La educación en memoria no debe limitarse a espacios formales o centros de enseñanza de las diversas etapas educativas preuniversitarias o universitarias. Toda la ciudadanía tiene el derecho a conocer el pasado y las problemáticas que plantea el debate sobre la memoria. Se trata de acercarnos a lo que se ha venido en denominar usos públicos de la historia, desde una cultura democrática, que conecta la memoria con todo tipo de asociaciones y personas comprometidas. La educación histórica con memoria también debe fomentar la participación de la ciudadanía a partir de archivos familiares o locales, en colaboración con la ciencia histórica, promocionando una ciencia abierta donde la ciudadanía escribe su propia historia. Esta colaboración debe llegar también a las escuelas.
Si la escuela se abre a la sociedad, y la sociedad civil llega a la escuela: ¿Qué papel juegan o pueden jugar las asociaciones para favorecer la experiencia histórica del alumnado en memoria democrática? ¿Cómo pueden favorecer el contacto con una historia viva, más allá del libro de texto, que cuestiona los relatos hegemónicos, que fomenta la emergencia de emociones y, al mismo tiempo, de racionalidad histórica? ¿Cómo pueden ayudar las asociaciones en los centros educativos a humanizar la historia, más allá de los relatos oficiales?

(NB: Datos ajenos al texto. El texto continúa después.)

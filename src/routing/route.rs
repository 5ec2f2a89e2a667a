use serde::{Deserialize, Serialize};
use std::collections::BTreeMap;
use strum_macros::{AsRefStr, Display, EnumString};

/// Default key holding the `<Controller>::<method>` handler reference
pub const CONTROLLER_KEY: &str = "_controller";

/// Default/requirement key for the response format placeholder
pub const FORMAT_KEY: &str = "_format";

/// Trailing path template carrying the response format, e.g. `/users/{id}.{_format}`
pub const FORMAT_SUFFIX: &str = ".{_format}";

#[derive(
    Debug, Clone, Copy, PartialEq, Eq, Hash, Serialize, Deserialize, Display, EnumString, AsRefStr,
)]
#[strum(serialize_all = "UPPERCASE", ascii_case_insensitive)]
#[serde(rename_all = "UPPERCASE")]
pub enum HttpMethod {
    Get,
    Post,
    Put,
    Patch,
    Delete,
    Head,
    Options,
}

#[derive(Debug, Clone, PartialEq, Eq, Serialize, Deserialize)]
pub struct Route {
    path: String,
    method: HttpMethod,
    #[serde(default, skip_serializing_if = "BTreeMap::is_empty")]
    defaults: BTreeMap<String, String>,
    #[serde(default, skip_serializing_if = "BTreeMap::is_empty")]
    requirements: BTreeMap<String, String>,
}

impl Route {
    pub fn new(path: impl Into<String>, method: HttpMethod) -> Self {
        Self {
            path: path.into(),
            method,
            defaults: BTreeMap::new(),
            requirements: BTreeMap::new(),
        }
    }

    pub fn with_default(mut self, key: impl Into<String>, value: impl Into<String>) -> Self {
        self.defaults.insert(key.into(), value.into());
        self
    }

    pub fn with_requirement(mut self, key: impl Into<String>, value: impl Into<String>) -> Self {
        self.requirements.insert(key.into(), value.into());
        self
    }

    pub fn path(&self) -> &str {
        &self.path
    }

    pub fn method(&self) -> HttpMethod {
        self.method
    }

    pub fn defaults(&self) -> &BTreeMap<String, String> {
        &self.defaults
    }

    pub fn requirements(&self) -> &BTreeMap<String, String> {
        &self.requirements
    }

    pub fn default_value(&self, key: &str) -> Option<&str> {
        self.defaults.get(key).map(String::as_str)
    }

    /// Handler reference, `<Controller>::<method>`
    pub fn controller(&self) -> Option<&str> {
        self.default_value(CONTROLLER_KEY)
    }

    /// Prepend `prefix` to the path, keeping a single `/` between the two.
    pub(crate) fn prefix_path(&mut self, prefix: &str) {
        let prefix = prefix.trim_end_matches('/');
        if prefix.is_empty() {
            return;
        }
        let prefix = if prefix.starts_with('/') {
            prefix.to_string()
        } else {
            format!("/{}", prefix)
        };
        self.path = if self.path == "/" {
            prefix
        } else {
            format!("{}{}", prefix, self.path)
        };
    }
}

#[cfg(test)]
mod tests {
    use super::*;
    use std::str::FromStr;

    #[test]
    fn test_http_method_strings() {
        assert_eq!(HttpMethod::Delete.to_string(), "DELETE");
        assert_eq!(HttpMethod::from_str("patch").unwrap(), HttpMethod::Patch);
        assert!(HttpMethod::from_str("LINK").is_err());
    }

    #[test]
    fn test_prefix_path() {
        let mut route = Route::new("/users", HttpMethod::Get);
        route.prefix_path("api/");
        assert_eq!(route.path(), "/api/users");

        let mut root = Route::new("/", HttpMethod::Get);
        root.prefix_path("/v1");
        assert_eq!(root.path(), "/v1");

        let mut untouched = Route::new("/users", HttpMethod::Get);
        untouched.prefix_path("");
        assert_eq!(untouched.path(), "/users");
    }
}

Múltiples experiencias presentadas en ediciones anteriores del Congreso han puesto de relieve la fecunda relación entre diálogos intergeneracionales, prácticas creativas del alumnado y experiencias en lugares de memoria. Son numerosos los enfoques, donde en ocasiones se pone el acento en la preparación y desarrollo de una práctica artística, y en otras principalmente en el significado de las memorias afloradas en un determinado espacio. Todas ellas coinciden en el protagonismo que asume el alumnado en esos procesos de aprendizaje.
Otra dimensión importante que se pretende abordar en esta sesión es la de las redes colaborativas de centros educativos y profesorado en torno a lugares de memoria. Como fruto del primer congreso nació RedMemoria, que se ha consolidado como una realidad fecunda en el panorama educativo, sobre todo tras el I Encuentro con alumnado en octubre de 2025. Pero existen, además, otras redes tanto autonómicas como internacionales, en torno a proyectos transfronterizos, como Mithic en los Pirineos occidentales, o Exilis en los orientales, además de otras redes de colaboración transoceánicas.
Esta sesión se planifica con una doble actividad: talleres que susciten el debate y un plenario sobre redes colaborativas. El llamamiento a comunicaciones se realiza para la sesión en su conjunto, y posteriormente se abordarán en alguna de las actividades, según su afinidad con la temática principal de los talleres o del plenario, que se definirán también atendiendo a los núcleos de interés que manifieste el profesorado en sus propuestas de comunicación.
En estos talleres puede participar cualquier congresista, incluyendo al alumnado.
El contenido de estos talleres se publicará en la siguiente circular.